## Action item
Copy out each line of the entries where the word "Laboratories" is present.

## Supplied records
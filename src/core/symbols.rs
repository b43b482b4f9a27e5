//! Built-in exchange symbol list for search.

use super::quote::SymbolInfo;

/// Well-known NSE listings served when the listing endpoint is unavailable.
const FALLBACK_SYMBOLS: &[(&str, &str)] = &[
    ("RELIANCE", "Reliance Industries Ltd."),
    ("TCS", "Tata Consultancy Services Ltd."),
    ("HDFCBANK", "HDFC Bank Ltd."),
    ("INFY", "Infosys Ltd."),
    ("ICICIBANK", "ICICI Bank Ltd."),
    ("HINDUNILVR", "Hindustan Unilever Ltd."),
    ("ITC", "ITC Ltd."),
    ("SBIN", "State Bank of India"),
    ("BHARTIARTL", "Bharti Airtel Ltd."),
    ("KOTAKBANK", "Kotak Mahindra Bank Ltd."),
    ("BAJFINANCE", "Bajaj Finance Ltd."),
    ("ASIANPAINT", "Asian Paints Ltd."),
    ("MARUTI", "Maruti Suzuki India Ltd."),
    ("TITAN", "Titan Company Ltd."),
    ("AXISBANK", "Axis Bank Ltd."),
    ("HCLTECH", "HCL Technologies Ltd."),
    ("WIPRO", "Wipro Ltd."),
    ("ULTRACEMCO", "UltraTech Cement Ltd."),
    ("ADANIPORTS", "Adani Ports and Special Economic Zone Ltd."),
    ("NESTLEIND", "Nestle India Ltd."),
    ("LT", "Larsen & Toubro Ltd."),
    ("SUNPHARMA", "Sun Pharmaceutical Industries Ltd."),
    ("TATAMOTORS", "Tata Motors Ltd."),
    ("TATASTEEL", "Tata Steel Ltd."),
    ("POWERGRID", "Power Grid Corporation of India Ltd."),
    ("NTPC", "NTPC Ltd."),
    ("ONGC", "Oil & Natural Gas Corporation Ltd."),
    ("COALINDIA", "Coal India Ltd."),
    ("JSWSTEEL", "JSW Steel Ltd."),
    ("M&M", "Mahindra & Mahindra Ltd."),
    ("BAJAJFINSV", "Bajaj Finserv Ltd."),
    ("TECHM", "Tech Mahindra Ltd."),
    ("GRASIM", "Grasim Industries Ltd."),
    ("INDUSINDBK", "IndusInd Bank Ltd."),
    ("DRREDDY", "Dr. Reddy's Laboratories Ltd."),
    ("CIPLA", "Cipla Ltd."),
    ("DIVISLAB", "Divi's Laboratories Ltd."),
    ("BRITANNIA", "Britannia Industries Ltd."),
    ("EICHERMOT", "Eicher Motors Ltd."),
    ("HEROMOTOCO", "Hero MotoCorp Ltd."),
    ("BPCL", "Bharat Petroleum Corporation Ltd."),
    ("APOLLOHOSP", "Apollo Hospitals Enterprise Ltd."),
    ("ADANIENT", "Adani Enterprises Ltd."),
    ("TATACONSUM", "Tata Consumer Products Ltd."),
    ("SBILIFE", "SBI Life Insurance Company Ltd."),
    ("HDFCLIFE", "HDFC Life Insurance Company Ltd."),
];

/// Built-in symbol list used when no listing endpoint answers.
pub fn fallback_symbols() -> Vec<SymbolInfo> {
    FALLBACK_SYMBOLS
        .iter()
        .map(|(symbol, name)| SymbolInfo::new(symbol, name))
        .collect()
}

## Output of the task
    ("DRREDDY", "Dr. Reddy's Laboratories Ltd."),
    ("DIVISLAB", "Divi's Laboratories Ltd."),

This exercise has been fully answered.